The solutions provided below use the httpx library, which provides a powerful HTTP client library for Python, an async API and support for both HTTP/1.1 and HTTP/2. The aiofiles library is also used for handling file operations (such as writing files to disk) in asyncio applications. Public videos (large files) for testing the solutions can be found here.

Solution 1

Use this solution if you would like to reuse the HTTP client across your application.

from fastapi import FastAPI, Request
from contextlib import asynccontextmanager
from fastapi.responses import StreamingResponse
from starlette.background import BackgroundTask
import asyncio
import aiofiles
import httpx


async def download_large_file(client: httpx.AsyncClient):
    large_file_url = 'http://commondatastorage.googleapis.com/gtv-videos-bucket/sample/BigBuckBunny.mp4'
    path = 'save_to/video.mp4'
    req = client.build_request('GET', large_file_url)
    r = await client.send(req, stream=True)
    async with aiofiles.open(path, 'wb') as f:
        async for chunk in r.aiter_raw():
            await f.write(chunk)
    await r.aclose()

    
@asynccontextmanager
async def lifespan(app: FastAPI):
    # Initialise the Client on startup and add it to the state
    async with httpx.AsyncClient() as client:
        asyncio.create_task(download_large_file(client))
        yield {'client': client}
        # The Client closes on shutdown


app = FastAPI(lifespan=lifespan)


@app.get('/')
async def home():
    return 'Hello World!'


@app.get('/download')
async def download_some_file(request: Request):
    client = request.state.client  # reuse the HTTP client
    req = client.build_request('GET', 'https://www.example.com')
    r = await client.send(req, stream=True)
    return StreamingResponse(r.aiter_raw(), background=BackgroundTask(r.aclose)) 

Solution 2

Use this solution if you don't need reusing the HTTP client, but only need using it at startup.

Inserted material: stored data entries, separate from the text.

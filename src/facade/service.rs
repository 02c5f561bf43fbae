// ============================================================================
// Risk Service Facade
// ============================================================================
//
// In-process entry point tying the engines together: provisioning, risk
// computation, audit history, and the application-service mutations that
// exercise the soft-delete/revision paths. Risk computation reads the
// materialized graph and persists nothing; provisioning and the mutations
// each commit one unit of work.
//
// ============================================================================

use serde::Serialize;
use std::collections::BTreeMap;
use std::sync::Arc;
use tracing::info;

use crate::core::{
    ActorContext, Clock, CustomerId, EntityId, Result, RiskError, TemplateId,
};
use crate::model::{Control, ControlStatus, Revision, TemplateCatalog};
use crate::provision::ProvisioningEngine;
use crate::risk::{self, DefaultEffects, EffectProvider};
use crate::store::{InMemoryGateway, PendingChange, PersistenceGateway, Record, UnitOfWork};

/// Computed risk for one scenario.
#[derive(Debug, Clone, Serialize)]
pub struct ScenarioRisk {
    pub scenario_id: EntityId,
    pub base_eal: f64,
    pub residual_frequency: f64,
    pub residual_impact_pct: f64,
    pub residual_eal: f64,
    pub delta_eal: f64,
}

/// Aggregate risk across a customer's scenarios.
#[derive(Debug, Clone, Serialize)]
pub struct CustomerRisk {
    pub customer_id: CustomerId,
    pub base_eal: f64,
    pub residual_eal: f64,
    pub delta_eal: f64,
    pub scenarios: Vec<ScenarioRisk>,
}

/// Assessment values an application service writes onto a control.
#[derive(Debug, Clone)]
pub struct ControlAssessment {
    pub implemented: bool,
    pub coverage: f64,
    pub maturity: u8,
    pub evidence_weight: f64,
    pub freshness: f64,
    pub status: ControlStatus,
}

pub struct RiskService {
    gateway: Arc<dyn PersistenceGateway>,
    provisioning: ProvisioningEngine,
    effects: Arc<dyn EffectProvider>,
}

impl RiskService {
    pub fn new(
        gateway: Arc<dyn PersistenceGateway>,
        catalog: TemplateCatalog,
        clock: Arc<dyn Clock>,
        effects: Arc<dyn EffectProvider>,
    ) -> Self {
        let provisioning = ProvisioningEngine::new(gateway.clone(), catalog, clock);
        Self {
            gateway,
            provisioning,
            effects,
        }
    }

    /// Convenience constructor over the in-memory gateway with default
    /// control effects.
    pub fn in_memory(
        catalog: TemplateCatalog,
        clock: Arc<dyn Clock>,
        actor: Arc<dyn ActorContext>,
    ) -> (Self, Arc<InMemoryGateway>) {
        let gateway = Arc::new(InMemoryGateway::new(clock.clone(), actor));
        let service = Self::new(gateway.clone(), catalog, clock, Arc::new(DefaultEffects));
        (service, gateway)
    }

    // ========================================================================
    // Provisioning
    // ========================================================================

    /// Materialize scenario templates for a customer, exactly once per pair.
    pub async fn provision(
        &self,
        customer_id: CustomerId,
        template_ids: &[TemplateId],
    ) -> Result<BTreeMap<TemplateId, EntityId>> {
        self.provisioning.provision(customer_id, template_ids).await
    }

    /// Materialize control templates against the scenario they mitigate.
    pub async fn provision_controls(
        &self,
        customer_id: CustomerId,
        scenario_id: EntityId,
        template_ids: &[TemplateId],
    ) -> Result<BTreeMap<TemplateId, EntityId>> {
        self.provisioning
            .provision_controls(customer_id, scenario_id, template_ids)
            .await
    }

    // ========================================================================
    // Risk computation (read-only)
    // ========================================================================

    /// Compute risk for one scenario.
    ///
    /// Revenue comes from the override when given, else from the customer
    /// profile. Soft-deleted scenarios are invisible here and resolve as
    /// `NotFound`.
    pub async fn scenario_risk(
        &self,
        scenario_id: EntityId,
        override_revenue: Option<f64>,
    ) -> Result<ScenarioRisk> {
        let scenario = self
            .gateway
            .find_scenario(scenario_id)
            .await?
            .ok_or_else(|| RiskError::not_found("scenario", scenario_id))?;

        let revenue = self
            .resolve_revenue(scenario.customer_id, override_revenue)
            .await?;
        let controls = self.gateway.controls_for_scenario(scenario_id).await?;
        self.compute(&scenario.into(), &controls, revenue)
    }

    /// Aggregate risk across a customer's live scenarios, optionally
    /// restricted to a scenario id filter.
    pub async fn customer_risk(
        &self,
        customer_id: CustomerId,
        scenario_filter: Option<&[EntityId]>,
        override_revenue: Option<f64>,
    ) -> Result<CustomerRisk> {
        let revenue = self.resolve_revenue(customer_id, override_revenue).await?;
        let scenarios = self.gateway.scenarios_for_customer(customer_id).await?;

        let mut per_scenario = Vec::new();
        for scenario in scenarios {
            if let Some(filter) = scenario_filter {
                if !filter.contains(&scenario.id) {
                    continue;
                }
            }
            let controls = self.gateway.controls_for_scenario(scenario.id).await?;
            per_scenario.push(self.compute(&scenario.into(), &controls, revenue)?);
        }

        Ok(CustomerRisk {
            customer_id,
            base_eal: per_scenario.iter().map(|s| s.base_eal).sum(),
            residual_eal: per_scenario.iter().map(|s| s.residual_eal).sum(),
            delta_eal: per_scenario.iter().map(|s| s.delta_eal).sum(),
            scenarios: per_scenario,
        })
    }

    // ========================================================================
    // Audit history
    // ========================================================================

    /// Full revision history for one entity, in commit order.
    pub async fn revisions(&self, table: &str, entity_id: EntityId) -> Result<Vec<Revision>> {
        self.gateway.revisions(table, entity_id).await
    }

    // ========================================================================
    // Application-service mutations
    // ========================================================================

    /// Write an assessment onto a control.
    pub async fn update_control(
        &self,
        control_id: EntityId,
        assessment: ControlAssessment,
    ) -> Result<Control> {
        if assessment.maturity > risk::MATURITY_MAX {
            return Err(RiskError::InvalidArgument(format!(
                "maturity must be 0..={}, got {}",
                risk::MATURITY_MAX,
                assessment.maturity
            )));
        }

        let before = self
            .gateway
            .find_control(control_id)
            .await?
            .ok_or_else(|| RiskError::not_found("control", control_id))?;

        let mut after = before.clone();
        after.implemented = assessment.implemented;
        after.coverage = assessment.coverage;
        after.maturity = assessment.maturity;
        after.evidence_weight = assessment.evidence_weight;
        after.freshness = assessment.freshness;
        after.status = assessment.status;

        let mut uow = UnitOfWork::new();
        uow.stage(PendingChange::Update {
            before: Record::Control(before),
            after: Record::Control(after.clone()),
        })?;
        self.gateway.commit(&mut uow).await?;
        Ok(after)
    }

    /// Recompute and persist a control's EAL attribution and score.
    ///
    /// Attribution is the residual-EAL increase the scenario would see with
    /// this control removed; score is attribution per unit cost.
    pub async fn score_control(
        &self,
        control_id: EntityId,
        override_revenue: Option<f64>,
    ) -> Result<Control> {
        let before = self
            .gateway
            .find_control(control_id)
            .await?
            .ok_or_else(|| RiskError::not_found("control", control_id))?;
        let scenario = self
            .gateway
            .find_scenario(before.scenario_id)
            .await?
            .ok_or_else(|| RiskError::not_found("scenario", before.scenario_id))?;

        let revenue = self
            .resolve_revenue(scenario.customer_id, override_revenue)
            .await?;
        let controls = self.gateway.controls_for_scenario(scenario.id).await?;
        let others: Vec<Control> = controls
            .iter()
            .filter(|c| c.id != control_id)
            .cloned()
            .collect();

        let with_all = risk::residual_eal(
            scenario.annual_frequency,
            scenario.impact_pct,
            &controls,
            self.effects.as_ref(),
            revenue,
        )?;
        let without_this = risk::residual_eal(
            scenario.annual_frequency,
            scenario.impact_pct,
            &others,
            self.effects.as_ref(),
            revenue,
        )?;

        let mut after = before.clone();
        after.delta_eal = risk::delta_eal(without_this, with_all);
        after.score = if after.cost > 0.0 {
            after.delta_eal / after.cost
        } else {
            0.0
        };

        let mut uow = UnitOfWork::new();
        uow.stage(PendingChange::Update {
            before: Record::Control(before),
            after: Record::Control(after.clone()),
        })?;
        self.gateway.commit(&mut uow).await?;
        Ok(after)
    }

    /// Logically delete a scenario. The interceptor converts this into a
    /// soft-delete update with its Delete revision.
    pub async fn remove_scenario(&self, scenario_id: EntityId) -> Result<()> {
        let before = self
            .gateway
            .find_scenario(scenario_id)
            .await?
            .ok_or_else(|| RiskError::not_found("scenario", scenario_id))?;

        let mut uow = UnitOfWork::new();
        uow.stage(PendingChange::Delete {
            before: Record::Scenario(before),
        })?;
        self.gateway.commit(&mut uow).await?;
        info!(scenario = %scenario_id, "scenario removed");
        Ok(())
    }

    /// Logically delete a control.
    pub async fn remove_control(&self, control_id: EntityId) -> Result<()> {
        let before = self
            .gateway
            .find_control(control_id)
            .await?
            .ok_or_else(|| RiskError::not_found("control", control_id))?;

        let mut uow = UnitOfWork::new();
        uow.stage(PendingChange::Delete {
            before: Record::Control(before),
        })?;
        self.gateway.commit(&mut uow).await?;
        info!(control = %control_id, "control removed");
        Ok(())
    }

    /// Intentional restore of a soft-deleted scenario: the one sanctioned
    /// way a deletion stamp is ever cleared.
    pub async fn restore_scenario(&self, scenario_id: EntityId) -> Result<()> {
        let before = self
            .gateway
            .find_scenario_include_deleted(scenario_id)
            .await?
            .ok_or_else(|| RiskError::not_found("scenario", scenario_id))?;
        if !before.soft_delete.is_deleted {
            return Err(RiskError::InvalidArgument(format!(
                "scenario '{scenario_id}' is not deleted"
            )));
        }

        let mut after = before.clone();
        after.soft_delete.restore();

        let mut uow = UnitOfWork::new();
        uow.stage(PendingChange::Update {
            before: Record::Scenario(before),
            after: Record::Scenario(after),
        })?;
        self.gateway.commit(&mut uow).await?;
        info!(scenario = %scenario_id, "scenario restored");
        Ok(())
    }

    // ========================================================================
    // Internals
    // ========================================================================

    async fn resolve_revenue(
        &self,
        customer_id: CustomerId,
        override_revenue: Option<f64>,
    ) -> Result<f64> {
        let revenue = match override_revenue {
            Some(revenue) => revenue,
            None => {
                self.gateway
                    .find_customer(customer_id)
                    .await?
                    .ok_or_else(|| {
                        RiskError::InvalidArgument(format!(
                            "no revenue base: customer '{customer_id}' has no profile \
                             and no override was given"
                        ))
                    })?
                    .annual_revenue
            }
        };
        if revenue < 0.0 {
            return Err(RiskError::InvalidArgument(format!(
                "revenue must be >= 0, got {revenue}"
            )));
        }
        Ok(revenue)
    }

    fn compute(
        &self,
        inputs: &ScenarioInputs,
        controls: &[Control],
        revenue: f64,
    ) -> Result<ScenarioRisk> {
        let base = risk::base_eal(inputs.annual_frequency, inputs.impact_pct, revenue)?;
        let (residual_frequency, residual_impact_pct) = risk::apply_control_effects(
            inputs.annual_frequency,
            inputs.impact_pct,
            controls,
            self.effects.as_ref(),
        );
        let residual = risk::base_eal(residual_frequency, residual_impact_pct, revenue)?;

        Ok(ScenarioRisk {
            scenario_id: inputs.scenario_id,
            base_eal: base,
            residual_frequency,
            residual_impact_pct,
            residual_eal: residual,
            delta_eal: risk::delta_eal(base, residual),
        })
    }
}

/// The scenario fields risk computation actually consumes.
struct ScenarioInputs {
    scenario_id: EntityId,
    annual_frequency: f64,
    impact_pct: f64,
}

impl From<crate::model::Scenario> for ScenarioInputs {
    fn from(scenario: crate::model::Scenario) -> Self {
        Self {
            scenario_id: scenario.id,
            annual_frequency: scenario.annual_frequency,
            impact_pct: scenario.impact_pct,
        }
    }
}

from fastapi import FastAPI
from contextlib import asynccontextmanager
import asyncio
import aiofiles
import httpx


async def download_large_file():
    large_file_url = 'http://commondatastorage.googleapis.com/gtv-videos-bucket/sample/BigBuckBunny.mp4'
    path = 'save_to/video.mp4'
    async with httpx.AsyncClient() as client:
        async with client.stream('GET', large_file_url) as r:
            async with aiofiles.open(path, 'wb') as f:
                async for chunk in r.aiter_raw():   
                    await f.write(chunk)


@asynccontextmanager
async def lifespan(app: FastAPI):
    asyncio.create_task(download_large_file())
    yield


app = FastAPI(lifespan=lifespan)


@app.get('/')
async def home():
    return 'Hello World!'